___ Material provided

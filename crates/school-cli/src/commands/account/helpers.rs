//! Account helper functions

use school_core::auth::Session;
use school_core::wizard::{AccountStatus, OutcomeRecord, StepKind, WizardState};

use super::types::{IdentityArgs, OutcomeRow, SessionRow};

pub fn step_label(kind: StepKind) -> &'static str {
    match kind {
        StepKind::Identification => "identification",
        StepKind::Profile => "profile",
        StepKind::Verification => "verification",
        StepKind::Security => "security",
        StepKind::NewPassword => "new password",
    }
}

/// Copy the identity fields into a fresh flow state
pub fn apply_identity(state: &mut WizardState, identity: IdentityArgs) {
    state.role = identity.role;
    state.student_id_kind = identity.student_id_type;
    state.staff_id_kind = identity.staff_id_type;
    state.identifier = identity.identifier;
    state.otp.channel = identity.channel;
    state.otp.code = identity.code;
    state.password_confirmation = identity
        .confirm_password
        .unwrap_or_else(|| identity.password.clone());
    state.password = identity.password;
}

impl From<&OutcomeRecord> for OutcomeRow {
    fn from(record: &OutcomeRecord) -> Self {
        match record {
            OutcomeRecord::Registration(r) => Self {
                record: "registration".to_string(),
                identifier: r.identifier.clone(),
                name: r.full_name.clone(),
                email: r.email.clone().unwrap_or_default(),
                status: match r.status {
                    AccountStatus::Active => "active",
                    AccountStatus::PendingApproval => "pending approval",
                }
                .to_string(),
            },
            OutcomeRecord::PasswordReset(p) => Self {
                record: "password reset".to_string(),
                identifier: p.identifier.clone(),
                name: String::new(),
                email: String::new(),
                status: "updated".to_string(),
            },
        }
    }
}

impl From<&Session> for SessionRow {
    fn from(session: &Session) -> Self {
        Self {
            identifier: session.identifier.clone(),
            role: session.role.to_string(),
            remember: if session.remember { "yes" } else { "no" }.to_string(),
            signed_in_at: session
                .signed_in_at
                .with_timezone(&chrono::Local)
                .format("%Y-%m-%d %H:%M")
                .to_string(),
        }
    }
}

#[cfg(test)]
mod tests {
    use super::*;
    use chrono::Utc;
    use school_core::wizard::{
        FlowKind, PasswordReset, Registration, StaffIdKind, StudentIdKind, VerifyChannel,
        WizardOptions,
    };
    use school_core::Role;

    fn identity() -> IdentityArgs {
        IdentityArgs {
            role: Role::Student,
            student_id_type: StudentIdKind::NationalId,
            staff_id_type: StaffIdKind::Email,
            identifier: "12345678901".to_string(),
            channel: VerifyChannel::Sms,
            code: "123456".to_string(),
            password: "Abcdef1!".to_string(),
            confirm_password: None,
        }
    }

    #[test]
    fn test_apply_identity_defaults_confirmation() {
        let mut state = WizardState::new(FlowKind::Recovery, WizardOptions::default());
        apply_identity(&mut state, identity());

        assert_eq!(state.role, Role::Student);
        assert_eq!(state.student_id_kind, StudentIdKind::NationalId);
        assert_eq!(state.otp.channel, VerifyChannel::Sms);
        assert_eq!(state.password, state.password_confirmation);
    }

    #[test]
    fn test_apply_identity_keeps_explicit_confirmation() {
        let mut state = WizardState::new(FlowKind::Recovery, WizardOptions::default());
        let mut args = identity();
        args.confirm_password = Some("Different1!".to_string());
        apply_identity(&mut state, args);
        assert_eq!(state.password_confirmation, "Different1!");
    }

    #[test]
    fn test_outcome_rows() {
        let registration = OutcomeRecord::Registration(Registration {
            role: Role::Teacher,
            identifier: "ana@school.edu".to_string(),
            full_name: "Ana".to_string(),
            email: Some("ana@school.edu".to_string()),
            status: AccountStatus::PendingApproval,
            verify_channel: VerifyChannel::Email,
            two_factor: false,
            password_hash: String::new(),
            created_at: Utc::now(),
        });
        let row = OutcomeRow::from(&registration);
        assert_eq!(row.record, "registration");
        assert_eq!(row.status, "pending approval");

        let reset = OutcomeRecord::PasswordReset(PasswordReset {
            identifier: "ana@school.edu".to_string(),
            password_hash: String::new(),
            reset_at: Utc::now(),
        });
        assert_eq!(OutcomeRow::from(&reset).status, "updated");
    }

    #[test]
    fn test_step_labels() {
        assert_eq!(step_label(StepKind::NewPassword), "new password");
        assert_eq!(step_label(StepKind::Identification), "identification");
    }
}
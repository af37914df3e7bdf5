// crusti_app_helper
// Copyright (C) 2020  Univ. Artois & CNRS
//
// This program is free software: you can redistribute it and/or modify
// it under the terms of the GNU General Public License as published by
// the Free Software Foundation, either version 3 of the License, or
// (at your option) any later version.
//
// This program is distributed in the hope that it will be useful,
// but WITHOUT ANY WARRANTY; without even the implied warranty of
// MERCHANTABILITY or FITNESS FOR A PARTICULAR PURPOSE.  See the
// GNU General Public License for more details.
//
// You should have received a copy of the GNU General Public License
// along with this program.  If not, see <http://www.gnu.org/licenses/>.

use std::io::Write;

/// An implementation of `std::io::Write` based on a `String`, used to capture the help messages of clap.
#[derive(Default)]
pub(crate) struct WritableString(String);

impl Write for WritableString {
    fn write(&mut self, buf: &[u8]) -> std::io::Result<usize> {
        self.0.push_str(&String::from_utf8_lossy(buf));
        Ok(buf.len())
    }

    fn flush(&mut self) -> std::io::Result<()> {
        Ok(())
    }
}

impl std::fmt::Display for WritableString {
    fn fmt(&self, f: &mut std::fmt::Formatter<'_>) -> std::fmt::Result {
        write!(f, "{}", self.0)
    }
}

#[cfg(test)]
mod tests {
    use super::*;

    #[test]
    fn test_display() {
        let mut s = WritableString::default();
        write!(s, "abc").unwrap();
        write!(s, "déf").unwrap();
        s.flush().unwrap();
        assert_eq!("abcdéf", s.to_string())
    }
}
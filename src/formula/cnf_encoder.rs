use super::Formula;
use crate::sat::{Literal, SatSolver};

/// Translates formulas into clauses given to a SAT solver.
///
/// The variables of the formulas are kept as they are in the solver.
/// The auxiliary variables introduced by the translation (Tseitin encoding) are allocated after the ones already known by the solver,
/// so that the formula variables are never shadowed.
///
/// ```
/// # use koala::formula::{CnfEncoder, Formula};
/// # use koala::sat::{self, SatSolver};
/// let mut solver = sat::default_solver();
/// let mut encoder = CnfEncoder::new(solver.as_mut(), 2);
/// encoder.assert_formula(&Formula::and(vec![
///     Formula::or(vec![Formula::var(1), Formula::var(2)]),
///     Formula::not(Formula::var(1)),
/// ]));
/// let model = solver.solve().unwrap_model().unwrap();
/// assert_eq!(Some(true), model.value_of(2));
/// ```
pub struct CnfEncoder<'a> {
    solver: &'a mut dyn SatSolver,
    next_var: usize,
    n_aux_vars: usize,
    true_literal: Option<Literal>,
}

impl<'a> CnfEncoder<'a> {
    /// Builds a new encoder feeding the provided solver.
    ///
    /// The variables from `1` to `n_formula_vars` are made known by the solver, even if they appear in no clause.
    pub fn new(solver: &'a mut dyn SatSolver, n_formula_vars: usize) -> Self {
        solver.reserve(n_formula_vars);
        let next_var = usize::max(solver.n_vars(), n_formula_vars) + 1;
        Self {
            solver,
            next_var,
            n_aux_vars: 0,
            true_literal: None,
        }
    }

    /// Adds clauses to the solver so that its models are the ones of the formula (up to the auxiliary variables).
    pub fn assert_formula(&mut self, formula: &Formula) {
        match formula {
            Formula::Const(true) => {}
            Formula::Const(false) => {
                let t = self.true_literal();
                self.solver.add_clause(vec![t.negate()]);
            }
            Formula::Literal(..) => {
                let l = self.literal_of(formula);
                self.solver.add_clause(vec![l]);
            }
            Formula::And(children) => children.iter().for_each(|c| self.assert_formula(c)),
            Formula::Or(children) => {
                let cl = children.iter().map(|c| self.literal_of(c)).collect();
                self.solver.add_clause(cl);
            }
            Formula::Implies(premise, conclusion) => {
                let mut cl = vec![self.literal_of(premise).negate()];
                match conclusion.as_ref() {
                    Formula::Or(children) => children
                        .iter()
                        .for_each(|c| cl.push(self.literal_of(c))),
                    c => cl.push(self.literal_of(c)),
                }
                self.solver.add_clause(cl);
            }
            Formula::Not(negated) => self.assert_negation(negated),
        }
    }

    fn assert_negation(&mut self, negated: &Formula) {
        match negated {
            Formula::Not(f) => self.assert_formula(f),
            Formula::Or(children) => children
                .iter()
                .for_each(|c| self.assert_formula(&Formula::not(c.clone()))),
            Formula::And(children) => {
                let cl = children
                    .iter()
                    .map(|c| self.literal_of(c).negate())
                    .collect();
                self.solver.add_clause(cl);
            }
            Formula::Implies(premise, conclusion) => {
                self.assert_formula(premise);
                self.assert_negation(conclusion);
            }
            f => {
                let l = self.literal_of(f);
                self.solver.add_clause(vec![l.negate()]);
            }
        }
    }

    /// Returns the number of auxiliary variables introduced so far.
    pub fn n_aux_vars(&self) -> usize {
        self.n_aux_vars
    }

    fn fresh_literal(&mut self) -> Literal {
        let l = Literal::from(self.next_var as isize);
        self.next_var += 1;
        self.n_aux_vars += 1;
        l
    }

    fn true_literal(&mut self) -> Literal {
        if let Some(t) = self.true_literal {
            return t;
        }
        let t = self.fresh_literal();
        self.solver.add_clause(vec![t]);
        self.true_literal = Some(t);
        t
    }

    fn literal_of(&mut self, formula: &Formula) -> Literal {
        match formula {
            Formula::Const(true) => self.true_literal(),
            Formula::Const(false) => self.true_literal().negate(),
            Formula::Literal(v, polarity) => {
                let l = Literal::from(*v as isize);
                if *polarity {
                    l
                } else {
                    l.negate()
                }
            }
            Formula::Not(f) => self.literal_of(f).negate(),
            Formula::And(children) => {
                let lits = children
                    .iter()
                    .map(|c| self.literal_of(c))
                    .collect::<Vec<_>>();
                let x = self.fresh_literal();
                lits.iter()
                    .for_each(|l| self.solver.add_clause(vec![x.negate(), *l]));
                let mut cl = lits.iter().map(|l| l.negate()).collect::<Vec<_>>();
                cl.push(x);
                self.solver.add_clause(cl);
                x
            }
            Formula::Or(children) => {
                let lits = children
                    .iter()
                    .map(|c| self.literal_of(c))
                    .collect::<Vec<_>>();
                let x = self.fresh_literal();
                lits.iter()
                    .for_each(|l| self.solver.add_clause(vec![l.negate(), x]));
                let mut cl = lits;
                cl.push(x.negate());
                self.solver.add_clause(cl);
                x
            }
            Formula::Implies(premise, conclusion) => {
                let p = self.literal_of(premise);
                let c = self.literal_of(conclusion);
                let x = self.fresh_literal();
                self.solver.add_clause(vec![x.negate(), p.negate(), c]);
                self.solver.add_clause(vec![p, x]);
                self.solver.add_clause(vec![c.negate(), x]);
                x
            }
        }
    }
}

______

Among the lines above, which ones hold the string "even"? Show them.

// but WITHOUT ANY WARRANTY; without even the implied warranty of
    /// The variables from `1` to `n_formula_vars` are made known by the solver, even if they appear in no clause.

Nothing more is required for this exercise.